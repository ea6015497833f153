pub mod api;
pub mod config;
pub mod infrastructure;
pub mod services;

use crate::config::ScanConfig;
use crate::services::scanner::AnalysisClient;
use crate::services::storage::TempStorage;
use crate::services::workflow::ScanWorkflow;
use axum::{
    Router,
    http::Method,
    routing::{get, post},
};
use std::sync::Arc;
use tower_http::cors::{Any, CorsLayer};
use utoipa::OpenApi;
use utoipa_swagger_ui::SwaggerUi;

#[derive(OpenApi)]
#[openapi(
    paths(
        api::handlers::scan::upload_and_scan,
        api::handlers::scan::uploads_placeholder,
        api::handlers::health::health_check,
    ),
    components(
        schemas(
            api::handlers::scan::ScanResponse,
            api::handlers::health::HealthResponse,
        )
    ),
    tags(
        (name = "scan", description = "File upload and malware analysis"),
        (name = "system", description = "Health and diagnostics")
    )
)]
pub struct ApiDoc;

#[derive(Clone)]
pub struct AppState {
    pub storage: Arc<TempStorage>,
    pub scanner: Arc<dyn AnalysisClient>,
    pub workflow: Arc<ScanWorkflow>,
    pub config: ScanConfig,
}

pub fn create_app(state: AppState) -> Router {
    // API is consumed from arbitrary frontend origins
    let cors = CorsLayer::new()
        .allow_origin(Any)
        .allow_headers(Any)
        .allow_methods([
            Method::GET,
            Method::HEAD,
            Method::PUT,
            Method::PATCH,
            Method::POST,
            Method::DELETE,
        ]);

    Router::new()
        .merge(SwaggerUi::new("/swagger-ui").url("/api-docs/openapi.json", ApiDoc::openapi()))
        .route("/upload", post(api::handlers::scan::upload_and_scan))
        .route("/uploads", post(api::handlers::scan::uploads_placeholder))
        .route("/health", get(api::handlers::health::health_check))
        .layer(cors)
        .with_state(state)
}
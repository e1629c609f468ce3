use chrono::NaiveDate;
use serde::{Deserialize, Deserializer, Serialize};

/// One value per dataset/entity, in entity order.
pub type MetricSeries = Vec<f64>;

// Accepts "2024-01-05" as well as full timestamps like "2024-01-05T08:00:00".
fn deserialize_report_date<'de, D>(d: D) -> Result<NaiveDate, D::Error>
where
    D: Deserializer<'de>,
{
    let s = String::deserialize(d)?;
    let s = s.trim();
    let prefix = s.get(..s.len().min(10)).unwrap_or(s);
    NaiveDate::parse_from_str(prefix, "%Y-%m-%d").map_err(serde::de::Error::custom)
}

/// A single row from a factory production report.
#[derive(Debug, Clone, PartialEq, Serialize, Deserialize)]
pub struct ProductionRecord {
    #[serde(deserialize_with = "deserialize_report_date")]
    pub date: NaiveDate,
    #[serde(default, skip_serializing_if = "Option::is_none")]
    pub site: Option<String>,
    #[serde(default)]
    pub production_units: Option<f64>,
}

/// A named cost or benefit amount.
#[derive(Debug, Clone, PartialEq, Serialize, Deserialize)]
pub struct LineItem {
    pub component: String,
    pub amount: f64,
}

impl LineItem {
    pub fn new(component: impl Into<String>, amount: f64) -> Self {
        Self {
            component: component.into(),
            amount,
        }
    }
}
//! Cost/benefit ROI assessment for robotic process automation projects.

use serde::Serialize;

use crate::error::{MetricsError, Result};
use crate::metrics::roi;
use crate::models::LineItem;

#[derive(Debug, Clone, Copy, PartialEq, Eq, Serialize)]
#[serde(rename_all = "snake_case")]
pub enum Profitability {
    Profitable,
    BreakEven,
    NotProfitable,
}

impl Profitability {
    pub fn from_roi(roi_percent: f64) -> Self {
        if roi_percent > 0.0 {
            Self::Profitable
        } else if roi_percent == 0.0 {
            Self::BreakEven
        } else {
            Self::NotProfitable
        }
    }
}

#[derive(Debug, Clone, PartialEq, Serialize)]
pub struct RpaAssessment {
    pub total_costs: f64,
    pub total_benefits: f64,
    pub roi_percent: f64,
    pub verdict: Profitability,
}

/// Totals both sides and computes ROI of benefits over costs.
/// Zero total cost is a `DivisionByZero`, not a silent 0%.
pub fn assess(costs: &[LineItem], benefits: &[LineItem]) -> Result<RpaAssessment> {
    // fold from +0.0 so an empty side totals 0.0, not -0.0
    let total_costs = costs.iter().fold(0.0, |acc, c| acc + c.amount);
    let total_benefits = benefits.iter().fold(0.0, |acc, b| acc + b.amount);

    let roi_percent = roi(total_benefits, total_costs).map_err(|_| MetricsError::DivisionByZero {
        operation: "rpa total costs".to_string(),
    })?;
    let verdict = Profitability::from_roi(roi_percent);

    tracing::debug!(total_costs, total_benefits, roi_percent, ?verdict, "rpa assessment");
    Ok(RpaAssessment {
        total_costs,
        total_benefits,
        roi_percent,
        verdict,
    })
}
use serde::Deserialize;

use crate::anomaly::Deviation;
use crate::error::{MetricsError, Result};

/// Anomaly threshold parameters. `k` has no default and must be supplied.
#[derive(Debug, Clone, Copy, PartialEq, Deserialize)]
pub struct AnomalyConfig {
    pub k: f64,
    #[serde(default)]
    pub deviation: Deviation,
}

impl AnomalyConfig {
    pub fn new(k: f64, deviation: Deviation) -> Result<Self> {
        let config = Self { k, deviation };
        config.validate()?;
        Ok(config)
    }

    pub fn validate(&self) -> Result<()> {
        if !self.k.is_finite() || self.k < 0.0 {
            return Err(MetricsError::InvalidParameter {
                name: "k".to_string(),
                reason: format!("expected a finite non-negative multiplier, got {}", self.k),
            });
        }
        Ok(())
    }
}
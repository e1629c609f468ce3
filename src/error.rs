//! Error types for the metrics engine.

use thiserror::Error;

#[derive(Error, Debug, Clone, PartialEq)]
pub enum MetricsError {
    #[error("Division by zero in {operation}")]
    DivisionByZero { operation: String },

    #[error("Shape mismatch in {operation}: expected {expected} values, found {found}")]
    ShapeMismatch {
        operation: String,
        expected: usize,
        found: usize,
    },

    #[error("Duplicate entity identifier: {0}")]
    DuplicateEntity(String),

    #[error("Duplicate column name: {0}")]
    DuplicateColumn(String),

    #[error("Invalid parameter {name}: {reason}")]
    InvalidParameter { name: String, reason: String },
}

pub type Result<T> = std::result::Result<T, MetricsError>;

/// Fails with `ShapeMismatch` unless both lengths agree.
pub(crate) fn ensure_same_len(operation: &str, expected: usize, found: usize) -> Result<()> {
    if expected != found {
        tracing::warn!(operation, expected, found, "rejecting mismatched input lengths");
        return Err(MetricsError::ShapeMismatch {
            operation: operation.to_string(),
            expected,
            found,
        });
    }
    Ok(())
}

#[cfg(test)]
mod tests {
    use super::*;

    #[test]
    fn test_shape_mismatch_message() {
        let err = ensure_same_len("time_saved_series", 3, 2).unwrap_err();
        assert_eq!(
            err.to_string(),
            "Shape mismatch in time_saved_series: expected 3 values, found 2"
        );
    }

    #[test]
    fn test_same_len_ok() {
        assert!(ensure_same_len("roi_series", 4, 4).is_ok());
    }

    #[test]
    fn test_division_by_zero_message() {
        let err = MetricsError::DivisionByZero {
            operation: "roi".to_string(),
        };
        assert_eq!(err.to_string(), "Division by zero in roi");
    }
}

EXERCISE REQUIREMENTS
Line by line, check the data above for the word "validate" and state how many lines contain it. Give only the number.

EXERCISE RESULT
2